Le nouveau musée d’histoire des migrations de la décennie 2000 participe au contraire d’un ensemble de réaménagements qui a marqué le paysage des musées de société en général, ces vingt dernières années, quant au répertoire des sources mobilisées et des mises en exposition, et quant à l’émergence de curiosités nouvelles, en relation avec des intérêts savants inédits, et des demandes socio-politiques[5].

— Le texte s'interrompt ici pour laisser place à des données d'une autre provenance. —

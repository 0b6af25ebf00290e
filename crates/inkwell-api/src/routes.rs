//! API route definitions
//!
//! Author: hephaex@gmail.com

use crate::auth::{auth_middleware, require_role};
use crate::handlers::{auth, authors, notifications, posts};
use crate::state::AppState;
use axum::{
    middleware,
    routing::{get, post},
    Router,
};
use inkwell_core::Role;
use std::sync::Arc;

/// API v1 routes (mounted under `/api/v1`)
pub fn api_routes(state: Arc<AppState>) -> Router<Arc<AppState>> {
    // Public routes (no authentication required)
    let public_routes = Router::new()
        .route("/auth/register", post(auth::register_handler))
        .route("/auth/login", post(auth::login_handler))
        .route("/auth/refresh", post(auth::refresh_handler));

    // Bearer token and live session required
    let protected_routes = Router::new()
        .route("/auth/logout", post(auth::logout_handler))
        .route("/auth/me", get(auth::me_handler))
        .route("/authors", post(authors::become_author))
        .route(
            "/posts",
            get(posts::list_posts).merge(
                post(posts::create_post)
                    .route_layer(middleware::from_fn(require_role(Role::Author))),
            ),
        )
        .route("/posts/:id", get(posts::get_post))
        .route("/notifications", get(notifications::list_notifications))
        .route_layer(middleware::from_fn_with_state(state, auth_middleware));

    Router::new().merge(public_routes).merge(protected_routes)
}
#[cfg(test)]
mod tests {
    use super::*;
    use async_trait::async_trait;
    use inkwell_core::{MemorySessionStore, MemoryStore};
    use std::sync::atomic::{AtomicUsize, Ordering};
    use std::time::{Duration, Instant};

    /// Session store that refuses every write after the first `allowed`
    struct FailingWrites {
        inner: MemorySessionStore,
        allowed: usize,
        writes: AtomicUsize,
    }

    #[async_trait]
    impl SessionStore for FailingWrites {
        async fn put(&self, token: &str, subject_id: u64, ttl: Duration) -> inkwell_core::Result<()> {
            if self.writes.fetch_add(1, Ordering::SeqCst) >= self.allowed {
                return Err(InkwellError::Unavailable("session store".to_string()));
            }
            self.inner.put(token, subject_id, ttl).await
        }

        async fn get(&self, token: &str) -> inkwell_core::Result<Option<u64>> {
            self.inner.get(token).await
        }

        async fn delete(&self, token: &str) -> inkwell_core::Result<()> {
            self.inner.delete(token).await
        }

        async fn ping(&self) -> inkwell_core::Result<()> {
            Ok(())
        }
    }

    struct Fixture {
        service: AuthService,
        users: Arc<MemoryStore>,
        sessions: Arc<MemorySessionStore>,
        tokens: Arc<TokenService>,
    }

    fn fixture() -> Fixture {
        let users = Arc::new(MemoryStore::new());
        let sessions = Arc::new(MemorySessionStore::new());
        let tokens = Arc::new(TokenService::new(
            "test-secret",
            "inkwell",
            Duration::from_secs(900),
            Duration::from_secs(86_400),
        ));
        Fixture {
            service: AuthService::new(users.clone(), sessions.clone(), tokens.clone()),
            users,
            sessions,
            tokens,
        }
    }

    fn register_request(email: &str, password: &str) -> RegisterRequest {
        RegisterRequest {
            email: email.to_string(),
            password: password.to_string(),
        }
    }

    fn login_request(email: &str, password: &str) -> LoginRequest {
        LoginRequest {
            email: email.to_string(),
            password: password.to_string(),
        }
    }

    #[tokio::test]
    async fn test_register_assigns_user_role() {
        let f = fixture();
        let user = f
            .service
            .register(register_request(" a@b.com ", "secret1"), &ClientContext::default())
            .await
            .unwrap();

        assert_eq!(user.email, "a@b.com");
        assert_eq!(user.role, Role::User);

        let stored = f.users.find_by_email("a@b.com").await.unwrap().unwrap();
        assert!(stored.password_hash.starts_with("$argon2id$"));
    }

    #[tokio::test]
    async fn test_register_rejects_bad_input() {
        let f = fixture();
        let ctx = ClientContext::default();

        for (email, password) in [("", "secret1"), ("not-an-email", "secret1"), ("a@b.com", ""), ("a@b.com", "   ")] {
            let result = f.service.register(register_request(email, password), &ctx).await;
            assert!(
                matches!(result, Err(AppError::BadRequest(_))),
                "accepted {email:?}/{password:?}"
            );
        }
    }

    #[tokio::test]
    async fn test_register_duplicate_conflicts() {
        let f = fixture();
        let ctx = ClientContext::default();
        f.service
            .register(register_request("a@b.com", "secret1"), &ctx)
            .await
            .unwrap();

        let result = f
            .service
            .register(register_request("a@b.com", "other"), &ctx)
            .await;
        assert!(matches!(result, Err(AppError::Conflict(_))));
    }

    #[tokio::test]
    async fn test_login_unknown_user_creates_no_session() {
        let f = fixture();
        let result = f
            .service
            .login(login_request("a@b.com", "secret1"), &ClientContext::default())
            .await;

        match result {
            Err(AppError::Unauthorized(msg)) => assert_eq!(msg, INVALID_CREDENTIALS),
            other => panic!("expected Unauthorized, got {other:?}"),
        }
        assert!(f.sessions.is_empty().await);
    }

    #[tokio::test]
    async fn test_login_wrong_password_same_message() {
        let f = fixture();
        let ctx = ClientContext::default();
        f.service
            .register(register_request("a@b.com", "secret1"), &ctx)
            .await
            .unwrap();

        match f.service.login(login_request("a@b.com", "nope"), &ctx).await {
            Err(AppError::Unauthorized(msg)) => assert_eq!(msg, INVALID_CREDENTIALS),
            other => panic!("expected Unauthorized, got {other:?}"),
        }
        assert!(f.sessions.is_empty().await);
    }

    #[tokio::test]
    async fn test_login_unknown_email_still_pays_for_hashing() {
        let f = fixture();
        let ctx = ClientContext::default();
        f.service
            .register(register_request("a@b.com", "secret1"), &ctx)
            .await
            .unwrap();

        let started = Instant::now();
        let wrong = f.service.login(login_request("a@b.com", "nope"), &ctx).await;
        let wrong_password = started.elapsed();

        let started = Instant::now();
        let unknown = f.service.login(login_request("z@b.com", "nope"), &ctx).await;
        let unknown_email = started.elapsed();

        assert!(matches!(wrong, Err(AppError::Unauthorized(_))));
        assert!(matches!(unknown, Err(AppError::Unauthorized(_))));
        assert!(
            unknown_email * 4 >= wrong_password,
            "unknown email took {unknown_email:?}, wrong password {wrong_password:?}"
        );
    }

    #[tokio::test]
    async fn test_login_drops_access_session_when_refresh_write_fails() {
        let users = Arc::new(MemoryStore::new());
        let sessions = Arc::new(FailingWrites {
            inner: MemorySessionStore::new(),
            allowed: 1,
            writes: AtomicUsize::new(0),
        });
        let tokens = Arc::new(TokenService::new(
            "test-secret",
            "inkwell",
            Duration::from_secs(900),
            Duration::from_secs(86_400),
        ));
        let service = AuthService::new(users, sessions.clone(), tokens);
        let ctx = ClientContext::default();
        service
            .register(register_request("a@b.com", "secret1"), &ctx)
            .await
            .unwrap();

        let result = service.login(login_request("a@b.com", "secret1"), &ctx).await;

        assert!(matches!(result, Err(AppError::ServiceUnavailable(_))));
        assert_eq!(sessions.writes.load(Ordering::SeqCst), 2);
        assert!(sessions.inner.is_empty().await);
    }

    #[tokio::test]
    async fn test_login_records_sessions() {
        let f = fixture();
        let ctx = ClientContext::default();
        let user = f
            .service
            .register(register_request("a@b.com", "secret1"), &ctx)
            .await
            .unwrap();

        let response = f
            .service
            .login(login_request("a@b.com", "secret1"), &ctx)
            .await
            .unwrap();

        assert_eq!(response.token_type, "Bearer");
        assert_eq!(response.expires_in, 900);
        assert_eq!(
            f.sessions.get(&response.access_token).await.unwrap(),
            Some(user.id)
        );
        let refresh = response.refresh_token.unwrap();
        assert_eq!(f.sessions.get(&refresh).await.unwrap(), Some(user.id));

        let claims = f.tokens.verify(&response.access_token).unwrap();
        assert_eq!(claims.subject_id().unwrap(), user.id);
        assert_eq!(claims.role, Role::User);
    }

    #[tokio::test]
    async fn test_refresh_picks_up_current_role() {
        let f = fixture();
        let ctx = ClientContext::default();
        let user = f
            .service
            .register(register_request("a@b.com", "secret1"), &ctx)
            .await
            .unwrap();
        let login = f
            .service
            .login(login_request("a@b.com", "secret1"), &ctx)
            .await
            .unwrap();

        assert!(f
            .users
            .update_role(user.id, Role::User, Role::Author)
            .await
            .unwrap());

        let refreshed = f
            .service
            .refresh(
                RefreshRequest {
                    refresh_token: login.refresh_token.unwrap(),
                },
                &ctx,
            )
            .await
            .unwrap();

        let claims = f.tokens.verify(&refreshed.access_token).unwrap();
        assert_eq!(claims.role, Role::Author);
        assert!(refreshed.refresh_token.is_none());
        assert_eq!(
            f.sessions.get(&refreshed.access_token).await.unwrap(),
            Some(user.id)
        );
    }

    #[tokio::test]
    async fn test_refresh_rejects_access_token() {
        let f = fixture();
        let ctx = ClientContext::default();
        f.service
            .register(register_request("a@b.com", "secret1"), &ctx)
            .await
            .unwrap();
        let login = f
            .service
            .login(login_request("a@b.com", "secret1"), &ctx)
            .await
            .unwrap();

        let result = f
            .service
            .refresh(
                RefreshRequest {
                    refresh_token: login.access_token,
                },
                &ctx,
            )
            .await;
        assert!(matches!(result, Err(AppError::Unauthorized(_))));
    }

    #[tokio::test]
    async fn test_logout_revokes_both_sessions() {
        let f = fixture();
        let ctx = ClientContext::default();
        let user = f
            .service
            .register(register_request("a@b.com", "secret1"), &ctx)
            .await
            .unwrap();
        let login = f
            .service
            .login(login_request("a@b.com", "secret1"), &ctx)
            .await
            .unwrap();
        let refresh = login.refresh_token.clone().unwrap();

        f.service
            .logout(
                user.id,
                &login.access_token,
                LogoutRequest {
                    refresh_token: Some(refresh.clone()),
                },
                &ctx,
            )
            .await
            .unwrap();

        assert_eq!(f.sessions.get(&login.access_token).await.unwrap(), None);
        assert_eq!(f.sessions.get(&refresh).await.unwrap(), None);

        let result = f
            .service
            .refresh(RefreshRequest { refresh_token: refresh }, &ctx)
            .await;
        assert!(matches!(result, Err(AppError::Unauthorized(_))));
    }
}
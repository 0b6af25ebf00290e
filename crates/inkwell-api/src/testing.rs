//! In-memory application wiring for integration tests

use crate::create_router;
use crate::state::{AppState, Stores};
use axum::Router;
use inkwell_core::{AppConfig, MemoryEventBus, MemorySessionStore, MemoryStore, SessionStore};
use std::sync::Arc;

/// Secret used by test routers
pub const TEST_SECRET: &str = "integration-test-secret";

/// Router plus handles on its backends
pub struct TestApp {
    pub router: Router,
    pub state: Arc<AppState>,
    pub store: Arc<MemoryStore>,
    pub events: Arc<MemoryEventBus>,
}

impl TestApp {
    /// A fresh router sharing the same state
    pub fn router(&self) -> Router {
        self.router.clone()
    }
}

/// Config the test routers start from
pub fn test_config() -> AppConfig {
    let mut config = AppConfig {
        environment: "test".to_string(),
        ..Default::default()
    };
    config.jwt.secret = TEST_SECRET.to_string();
    config
}

/// Router over in-memory records, sessions and event bus
pub fn create_router_for_testing() -> TestApp {
    create_router_with_sessions(Arc::new(MemorySessionStore::new()))
}

/// Same, with a caller-supplied session store
pub fn create_router_with_sessions(sessions: Arc<dyn SessionStore>) -> TestApp {
    create_router_with_config(test_config(), sessions)
}

/// Ready router built from an explicit config
pub fn create_router_with_config(config: AppConfig, sessions: Arc<dyn SessionStore>) -> TestApp {
    let store = Arc::new(MemoryStore::new());
    let events = Arc::new(MemoryEventBus::default());
    let stores = Stores::memory(store.clone(), sessions, events.clone());
    let state = Arc::new(AppState::new(config, stores));
    state.set_ready(true);

    TestApp {
        router: create_router(state.clone()),
        state,
        store,
        events,
    }
}
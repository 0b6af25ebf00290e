//! Author promotion handler
//!
//! Author: hephaex@gmail.com

use crate::auth::Identity;
use crate::error::AppError;
use crate::state::AppState;
use axum::{extract::State, response::IntoResponse, Json};
use serde::{Deserialize, Serialize};
use std::sync::Arc;
use utoipa::ToSchema;

#[derive(Debug, Serialize, Deserialize, ToSchema)]
pub struct BecomeAuthorResponse {
    pub status: String,
    pub author_id: u64,
}

/// Become an author
///
/// Moves the caller from `USER` to `AUTHOR`. Tokens issued earlier keep the
/// old role; call `/auth/refresh` to get one carrying `AUTHOR`.
#[utoipa::path(
    post,
    path = "/api/v1/authors",
    tag = "authors",
    responses(
        (status = 200, description = "Caller is now an author", body = BecomeAuthorResponse),
        (status = 401, description = "Unauthorized", body = crate::error::ApiError),
        (status = 404, description = "User not found", body = crate::error::ApiError),
        (status = 409, description = "Already an author", body = crate::error::ApiError),
        (status = 503, description = "Session store unavailable", body = crate::error::ApiError),
    ),
    security(
        ("bearer_auth" = [])
    )
)]
pub async fn become_author(
    State(state): State<Arc<AppState>>,
    identity: Identity,
) -> Result<impl IntoResponse, AppError> {
    let author = state.promotion.promote(identity.subject_id).await?;

    Ok(Json(BecomeAuthorResponse {
        status: "author".to_string(),
        author_id: author.id,
    }))
}
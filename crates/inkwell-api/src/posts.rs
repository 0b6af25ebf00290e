//! Blog posts
//!
//! Only users with an author record may publish. A `PostCreated` event is
//! published after the post is stored; publication is best effort and at
//! most once, so a failed publish is logged and the post stands.

use crate::auth::Identity;
use crate::error::AppError;
use inkwell_core::{AuthorStore, BlogPost, EventPublisher, NewPost, PostCreated, PostStore};
use serde::{Deserialize, Serialize};
use std::sync::Arc;
use utoipa::{IntoParams, ToSchema};
use validator::Validate;

/// Page size cap for listings
pub const MAX_PAGE_SIZE: usize = 100;

#[derive(Debug, Clone, Serialize, Deserialize, ToSchema, Validate)]
pub struct CreatePostRequest {
    #[validate(length(min = 1, max = 200, message = "Title must be 1-200 characters"))]
    pub title: String,
    pub content: String,
}

#[derive(Debug, Clone, Deserialize, IntoParams)]
#[into_params(parameter_in = Query)]
pub struct ListPostsQuery {
    /// Maximum posts to return (default 20, max 100)
    #[serde(default = "default_limit")]
    pub limit: usize,
    #[serde(default)]
    pub offset: usize,
}

fn default_limit() -> usize {
    20
}

#[derive(Clone)]
pub struct PostService {
    authors: Arc<dyn AuthorStore>,
    posts: Arc<dyn PostStore>,
    events: Arc<dyn EventPublisher>,
}

impl PostService {
    pub fn new(
        authors: Arc<dyn AuthorStore>,
        posts: Arc<dyn PostStore>,
        events: Arc<dyn EventPublisher>,
    ) -> Self {
        Self {
            authors,
            posts,
            events,
        }
    }

    pub async fn create_post(
        &self,
        identity: &Identity,
        request: CreatePostRequest,
    ) -> Result<BlogPost, AppError> {
        let request = CreatePostRequest {
            title: request.title.trim().to_string(),
            content: request.content,
        };
        request
            .validate()
            .map_err(|_| AppError::BadRequest("Title must be 1-200 characters".to_string()))?;

        // The author record, not the token role, decides.
        let author = self
            .authors
            .find_by_user_id(identity.subject_id)
            .await?
            .ok_or(AppError::Forbidden)?;

        let post = self
            .posts
            .create_post(NewPost {
                author_id: author.id,
                title: request.title,
                content: request.content,
            })
            .await?;

        let event = PostCreated::new(&post, &author);
        if let Err(e) = self.events.publish(&event).await {
            tracing::warn!(post_id = post.id, error = %e, "Failed to publish {}", PostCreated::ROUTING_KEY);
        }

        Ok(post)
    }

    pub async fn get_post(&self, id: u64) -> Result<BlogPost, AppError> {
        self.posts
            .find_post(id)
            .await?
            .ok_or_else(|| AppError::NotFound("Post".to_string()))
    }

    pub async fn list_posts(&self, query: &ListPostsQuery) -> Result<Vec<BlogPost>, AppError> {
        let limit = query.limit.clamp(1, MAX_PAGE_SIZE);
        Ok(self.posts.list_posts(limit, query.offset).await?)
    }
}

#[cfg(test)]
mod tests {
    use super::*;
    use async_trait::async_trait;
    use inkwell_core::{
        AuthorStore, CredentialStore, InkwellError, MemoryEventBus, MemoryStore, NewUser, Role,
    };

    struct FailingPublisher;

    #[async_trait]
    impl EventPublisher for FailingPublisher {
        async fn publish(&self, _event: &PostCreated) -> inkwell_core::Result<()> {
            Err(InkwellError::Unavailable("event stream".to_string()))
        }
    }

    async fn author_identity(store: &MemoryStore) -> Identity {
        let user = store
            .create_user(NewUser {
                email: "author@b.com".to_string(),
                password_hash: "hash".to_string(),
            })
            .await
            .unwrap();
        store.promote(user.id).await.unwrap();
        Identity {
            subject_id: user.id,
            role: Role::Author,
            jti: "jti".to_string(),
        }
    }

    fn request(title: &str) -> CreatePostRequest {
        CreatePostRequest {
            title: title.to_string(),
            content: "body".to_string(),
        }
    }

    #[tokio::test]
    async fn test_create_post_publishes_once() {
        let store = Arc::new(MemoryStore::new());
        let bus = Arc::new(MemoryEventBus::default());
        let service = PostService::new(store.clone(), store.clone(), bus.clone());
        let identity = author_identity(&store).await;

        let post = service.create_post(&identity, request("Hello")).await.unwrap();

        let published = bus.published().await;
        assert_eq!(published.len(), 1);
        assert_eq!(published[0].post_id, post.id);
        assert_eq!(published[0].user_id, identity.subject_id);
        assert!(store.find_post(post.id).await.unwrap().is_some());
    }

    #[tokio::test]
    async fn test_publish_failure_keeps_post() {
        let store = Arc::new(MemoryStore::new());
        let service = PostService::new(store.clone(), store.clone(), Arc::new(FailingPublisher));
        let identity = author_identity(&store).await;

        let post = service.create_post(&identity, request("Hello")).await.unwrap();
        assert_eq!(service.get_post(post.id).await.unwrap().title, "Hello");
    }

    #[tokio::test]
    async fn test_requires_author_record() {
        let store = Arc::new(MemoryStore::new());
        let bus = Arc::new(MemoryEventBus::default());
        let service = PostService::new(store.clone(), store.clone(), bus.clone());

        // token claims AUTHOR but there is no author record
        let identity = Identity {
            subject_id: 77,
            role: Role::Author,
            jti: "jti".to_string(),
        };
        assert!(matches!(
            service.create_post(&identity, request("Hello")).await,
            Err(AppError::Forbidden)
        ));
        assert!(bus.published().await.is_empty());
    }

    #[tokio::test]
    async fn test_empty_title_rejected() {
        let store = Arc::new(MemoryStore::new());
        let bus = Arc::new(MemoryEventBus::default());
        let service = PostService::new(store.clone(), store.clone(), bus);
        let identity = author_identity(&store).await;

        assert!(matches!(
            service.create_post(&identity, request("   ")).await,
            Err(AppError::BadRequest(_))
        ));
    }

    #[tokio::test]
    async fn test_list_clamps_limit() {
        let store = Arc::new(MemoryStore::new());
        let bus = Arc::new(MemoryEventBus::default());
        let service = PostService::new(store.clone(), store.clone(), bus);
        let identity = author_identity(&store).await;

        for i in 0..3 {
            service
                .create_post(&identity, request(&format!("post {i}")))
                .await
                .unwrap();
        }

        let posts = service
            .list_posts(&ListPostsQuery { limit: 0, offset: 0 })
            .await
            .unwrap();
        assert_eq!(posts.len(), 1);
        assert_eq!(posts[0].title, "post 2");
    }

    #[tokio::test]
    async fn test_get_missing_post() {
        let store = Arc::new(MemoryStore::new());
        let service = PostService::new(
            store.clone(),
            store.clone(),
            Arc::new(MemoryEventBus::default()),
        );
        assert!(matches!(
            service.get_post(1).await,
            Err(AppError::NotFound(_))
        ));
    }
}
//! Inkwell API - HTTP server
//!
//! Registration, login and session management, author promotion, blog
//! posts and notifications behind a bearer-token gate.
//!
//! Author: hephaex@gmail.com

pub mod audit;
pub mod auth;
pub mod error;
pub mod handlers;
pub mod middleware;
pub mod notifications;
pub mod openapi;
pub mod posts;
pub mod routes;
pub mod state;

use axum::{error_handling::HandleErrorLayer, middleware as axum_middleware, routing::get, Router};
use state::AppState;
use std::sync::Arc;
use std::time::Duration;
use tower::ServiceBuilder;
use tower_http::trace::TraceLayer;
use utoipa::OpenApi;
use utoipa_swagger_ui::SwaggerUi;

/// Build the full application router
pub fn create_router(state: Arc<AppState>) -> Router {
    let timeout = Duration::from_secs(state.config.server.request_timeout_secs);

    Router::new()
        .route("/health", get(handlers::health::health_check))
        .route("/ready", get(handlers::health::readiness_check))
        .nest("/api/v1", routes::api_routes(state.clone()))
        .merge(SwaggerUi::new("/swagger-ui").url("/api-docs/openapi.json", openapi::ApiDoc::openapi()))
        .layer(axum_middleware::from_fn(
            middleware::security_headers_middleware,
        ))
        .layer(axum_middleware::from_fn_with_state(
            state.clone(),
            middleware::request_counter_middleware,
        ))
        .layer(
            ServiceBuilder::new()
                .layer(HandleErrorLayer::new(error::handle_timeout))
                .timeout(timeout),
        )
        .layer(TraceLayer::new_for_http())
        .with_state(state)
}

#[cfg(any(test, feature = "test-utils"))]
pub mod testing;

#[cfg(any(test, feature = "test-utils"))]
pub use testing::{
    create_router_for_testing, create_router_with_config, create_router_with_sessions, TestApp,
};

/// Install the global tracing subscriber.
///
/// `RUST_LOG` wins over the configured level.
pub fn init_tracing(config: &inkwell_core::LoggingConfig) {
    let filter = tracing_subscriber::EnvFilter::try_from_default_env().unwrap_or_else(|_| {
        format!(
            "inkwell_api={level},inkwell_store={level},tower_http={level},audit=info",
            level = config.level
        )
        .into()
    });

    let builder = tracing_subscriber::fmt().with_env_filter(filter);
    if config.json_format {
        builder.json().init();
    } else {
        builder.init();
    }
}

/// Load configuration: optional TOML file, then environment overrides
pub fn load_config(path: Option<&std::path::Path>) -> Result<inkwell_core::AppConfig, inkwell_core::ConfigError> {
    let config = match path {
        Some(path) => inkwell_core::AppConfig::from_file(path)?.with_env_override()?,
        None => inkwell_core::AppConfig::from_env()?,
    };
    config.validate()?;
    Ok(config)
}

Une timide prise en compte des mobilités dans les musées français. 1970-1990

Au cours de la décennie 1960-1970 la nouvelle « école des Annales », dans la lignée de Fernand Braudel, avait exercé ce que François Furet appelait un « hégémonisme de fait ». Il n’est bien sûr pas question de soutenir que l’évolution des différents musées d’histoire y a répondu terme à terme mais la promotion d’une histoire nouvelle a été remarquable dans les quelques musées d’histoire alors modernisés, comme dans certains musées de société de la génération 1970, notamment là où l’influence de la muséographie de Georges-Henri Rivière - de l’école du musée national des Arts et Traditions Populaires à Paris - pouvait accompagner sans contradictions une conscience historique, régionale ou locale. Ainsi, au musée de Bretagne à Rennes, dirigé par un conservateur historien, Jean-Yves Veillard, les sacs à procès pendus dans une sorte de diorama illustraient la justice de l’âge classique, selon des modalités à la fois érudites et spectaculaires. L’effort était moins évident dans tous les musées pour l’exposition de l’histoire contemporaine ou immédiate, dont les dispositifs médiatiques étaient la plupart du temps plus paresseux. Car les établissements exposaient surtout une histoire paysanne enracinée dans les paroisses et les campagnes, d’après une historiographie marquée par les leçons alors novatrices de la démographie historique. Les plus célèbres des historiens modernistes français, comme Emmanuel Le Roy Ladurie, évoquaient alors davantage « l’histoire immobile » (1974) que les circulations de populations. Certes, tels ou tels musées ont pu se consacrer à des entreprises commerciales internationales, comme celui de la Compagnie des Indes à Lorient, lequel rend compte de la thématique de la mondialisation, dans un esprit braudélien de généalogie du capitalisme occidental, mais leur rapport à une histoire des migrations demeurait marginal.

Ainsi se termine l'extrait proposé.